The number of limiting resources in the environment controls the temporal diversity patterns in the algal benthos

The role of the number of limiting resources (NLR) on species richness has been the subject of much theoretical and experimental work. However, how the NLR controls temporal beta diversity and the processes of community assembly is not well understood. To address this knowledge gap, we initiated a series of laboratory microcosm experiments, exposing periphyton communities to a gradient of NLR from 0 to 3, generated by supplementation with nitrogen, phosphorus, iron, and all their combinations. We hypothesized that similarly to alpha diversity, shown to decrease with the NLR in benthic algae, temporal beta diversity would also decline due to filtering. Additionally, we predicted that the NLR would also affect turnover and community nestedness, which would show opposing responses. Indeed, as the NLR increased, temporal beta diversity decreased; turnover, indicative of competition, decreased; and nestedness, suggestive of complementarity, increased. Finally, the NLR determined the role of deterministic versus stochastic processes in community assembly, showing respectively an increasing and a decreasing trend. These results imply that the NLR has a much greater, yet still unappreciated influence on producer communities, constraining not only alpha diversity but also temporal dynamics and community assembly.

Human-Induced Landscape Changes Homogenize Atlantic Forest Bird Assemblages through Nested Species Loss

The increasing number of quantitative assessments of homogenization using citizen science data is particularly important in the Neotropics, given its high biodiversity and ecological peculiarity, and whose communities may react differently to landscape changes. We looked for evidence of taxonomic homogenization in terrestrial birds by investigating patterns of beta diversity along a gradient of human-altered landscapes (HAL), trying to identify species associated with this process. We analyzed bird data from 87 sites sampled in a citizen science program in the south Brazilian Atlantic Forest.
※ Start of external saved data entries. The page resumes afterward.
//! Streaming payload compression.
//!
//! The payload is one logical stream regardless of algorithm. For zstd the
//! decompressed bytes are a sequence of records in manifest order:
//!
//! ```text
//! [8 bytes path_len LE][path UTF-8][8 bytes file_size LE][file_size bytes]
//! ```
//!
//! For the zip fallback each manifest entry becomes a stored entry named by
//! its logical path; the zip central directory provides the structure and
//! the record framing above is not used.

use std::fs::File;
use std::io::{Read, Write};

use zip::write::SimpleFileOptions;
use zip::{CompressionMethod, ZipWriter};

use crate::format::{CompressionAlgo, CompressionSettings};
use crate::{PackError, Result};

/// Upper bound on a record path length; anything larger is corruption.
pub const RECORD_PATH_MAX: u64 = 4096;

/// Write one record prefix (path and size) to a framed stream.
pub fn write_record_prefix<W: Write>(writer: &mut W, path: &str, size: u64) -> Result<()> {
    let path_bytes = path.as_bytes();
    writer.write_all(&(path_bytes.len() as u64).to_le_bytes())?;
    writer.write_all(path_bytes)?;
    writer.write_all(&size.to_le_bytes())?;
    Ok(())
}

/// Read one record prefix from a framed stream.
///
/// Returns `Ok(None)` on a clean end of stream. A partial prefix or an
/// implausible path length is reported as [`PackError::Framing`].
pub fn read_record_prefix<R: Read>(reader: &mut R) -> Result<Option<(String, u64)>> {
    let mut len_buf = [0u8; 8];
    match read_exact_or_eof(reader, &mut len_buf)? {
        ReadOutcome::Eof => return Ok(None),
        ReadOutcome::Partial(n) => {
            return Err(PackError::Framing(format!(
                "truncated record header: {n} trailing bytes"
            )))
        }
        ReadOutcome::Full => {}
    }

    let path_len = u64::from_le_bytes(len_buf);
    if path_len == 0 || path_len > RECORD_PATH_MAX {
        return Err(PackError::Framing(format!(
            "implausible record path length {path_len}"
        )));
    }

    let mut path_buf = vec![0u8; path_len as usize];
    reader
        .read_exact(&mut path_buf)
        .map_err(|_| PackError::Framing("truncated record path".to_string()))?;
    let path = String::from_utf8(path_buf)
        .map_err(|_| PackError::Framing("record path is not UTF-8".to_string()))?;

    let mut size_buf = [0u8; 8];
    reader
        .read_exact(&mut size_buf)
        .map_err(|_| PackError::Framing("truncated record size".to_string()))?;

    Ok(Some((path, u64::from_le_bytes(size_buf))))
}

enum ReadOutcome {
    Full,
    Partial(usize),
    Eof,
}

fn read_exact_or_eof<R: Read>(reader: &mut R, buf: &mut [u8]) -> Result<ReadOutcome> {
    let mut filled = 0;
    while filled < buf.len() {
        let n = reader.read(&mut buf[filled..])?;
        if n == 0 {
            return Ok(match filled {
                0 => ReadOutcome::Eof,
                n => ReadOutcome::Partial(n),
            });
        }
        filled += n;
    }
    Ok(ReadOutcome::Full)
}

/// Streaming encoder writing manifest entries into the payload region.
///
/// One entry at a time: `begin_entry`, then `write_chunk` until the entry's
/// bytes are consumed, then the next entry. `finish` flushes the stream.
/// Working memory is bounded by the algorithm's window, not input size.
pub trait PayloadEncoder {
    /// Start the next manifest entry.
    fn begin_entry(&mut self, logical_path: &str, size: u64) -> Result<()>;

    /// Append content bytes of the current entry.
    fn write_chunk(&mut self, chunk: &[u8]) -> Result<()>;

    /// Finish the stream and flush everything to the underlying file.
    fn finish(self: Box<Self>) -> Result<()>;
}

struct ZstdPayloadEncoder<'a> {
    inner: Option<zstd::stream::Encoder<'static, &'a mut File>>,
}

impl PayloadEncoder for ZstdPayloadEncoder<'_> {
    fn begin_entry(&mut self, logical_path: &str, size: u64) -> Result<()> {
        let writer = self.inner.as_mut().expect("encoder not finished");
        write_record_prefix(writer, logical_path, size)
    }

    fn write_chunk(&mut self, chunk: &[u8]) -> Result<()> {
        let writer = self.inner.as_mut().expect("encoder not finished");
        writer.write_all(chunk)?;
        Ok(())
    }

    fn finish(mut self: Box<Self>) -> Result<()> {
        let encoder = self.inner.take().expect("encoder not finished");
        let file = encoder
            .finish()
            .map_err(|e| PackError::Compression(e.to_string()))?;
        file.flush()?;
        Ok(())
    }
}

struct ZipPayloadEncoder<'a> {
    inner: Option<ZipWriter<&'a mut File>>,
}

impl PayloadEncoder for ZipPayloadEncoder<'_> {
    fn begin_entry(&mut self, logical_path: &str, _size: u64) -> Result<()> {
        let options = SimpleFileOptions::default()
            .compression_method(CompressionMethod::Stored)
            .large_file(true);
        self.inner
            .as_mut()
            .expect("encoder not finished")
            .start_file(logical_path, options)
            .map_err(|e| PackError::Compression(e.to_string()))
    }

    fn write_chunk(&mut self, chunk: &[u8]) -> Result<()> {
        self.inner
            .as_mut()
            .expect("encoder not finished")
            .write_all(chunk)?;
        Ok(())
    }

    fn finish(mut self: Box<Self>) -> Result<()> {
        let writer = self.inner.take().expect("encoder not finished");
        let file = writer
            .finish()
            .map_err(|e| PackError::Compression(e.to_string()))?;
        file.flush()?;
        Ok(())
    }
}

/// Decide which algorithm a build will actually use.
///
/// zstd gets a single initialization attempt; if that fails and
/// `fallback_to_zip` is set, the build restarts with zip from scratch.
/// Once payload bytes have been emitted no switch happens; the decision
/// is final before encoding starts.
pub fn resolve_algo(settings: &CompressionSettings) -> Result<CompressionAlgo> {
    resolve_algo_with(settings, |level| {
        zstd::stream::Encoder::new(std::io::sink(), level).map(|_| ())
    })
}

fn resolve_algo_with<F>(settings: &CompressionSettings, probe: F) -> Result<CompressionAlgo>
where
    F: Fn(i32) -> std::io::Result<()>,
{
    match settings.algo {
        CompressionAlgo::Zip => Ok(CompressionAlgo::Zip),
        CompressionAlgo::Zstd => match probe(settings.level) {
            Ok(()) => Ok(CompressionAlgo::Zstd),
            Err(e) if settings.fallback_to_zip => {
                tracing::warn!(error = %e, "zstd init failed, falling back to zip");
                Ok(CompressionAlgo::Zip)
            }
            Err(e) => Err(PackError::CompressionInit(e.to_string())),
        },
    }
}

/// Create the payload encoder for an already-resolved algorithm.
///
/// The file must be positioned at the payload offset.
pub fn new_encoder<'a>(
    algo: CompressionAlgo,
    level: i32,
    file: &'a mut File,
) -> Result<Box<dyn PayloadEncoder + 'a>> {
    match algo {
        CompressionAlgo::Zstd => {
            let encoder = zstd::stream::Encoder::new(file, level)
                .map_err(|e| PackError::CompressionInit(e.to_string()))?;
            Ok(Box::new(ZstdPayloadEncoder {
                inner: Some(encoder),
            }))
        }
        CompressionAlgo::Zip => Ok(Box::new(ZipPayloadEncoder {
            inner: Some(ZipWriter::new(file)),
        })),
    }
}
Regional-scale taxonomic homogenization was assessed by comparing beta diversity among sites in different HALs (natural, rural or urban landscapes) accounting for variation derived from geographical distance and zoogeographical affinities by georeferencing sites and determining their position in a phytogeographical domain. Beta diversity was calculated by multivariate dispersion and by testing compositional changes due to turnover and nestedness among HALs and phytogeographical domains. Finally, we assessed which species were typical for each group using indicator species analysis. Bird homogenization was indicated by decreases in beta diversity following landscape changes. Beta diversity of rural sites was roughly half that of natural habitats, while urban sites held less than 10% of the natural areas' beta diversity. Species composition analysis revealed that the turnover component was important in differentiating sites depending on HAL and phytogeography; the nestedness component was important among HALs, where directional species loss is maintained even considering effects of sampling effort. A similar result was obtained among phytogeographical domains, indicating nested-pattern dissimilarity among compositions of overlapping communities. As expected, a few native generalists and non-native urban specialists were characteristic of rural and urban sites. We generated strong evidence that taxonomic homogenization occurs in the south Brazilian Atlantic Forest as a result of a directional and nested species loss, with the resultant assemblages composed of few disturbance-tolerant birds.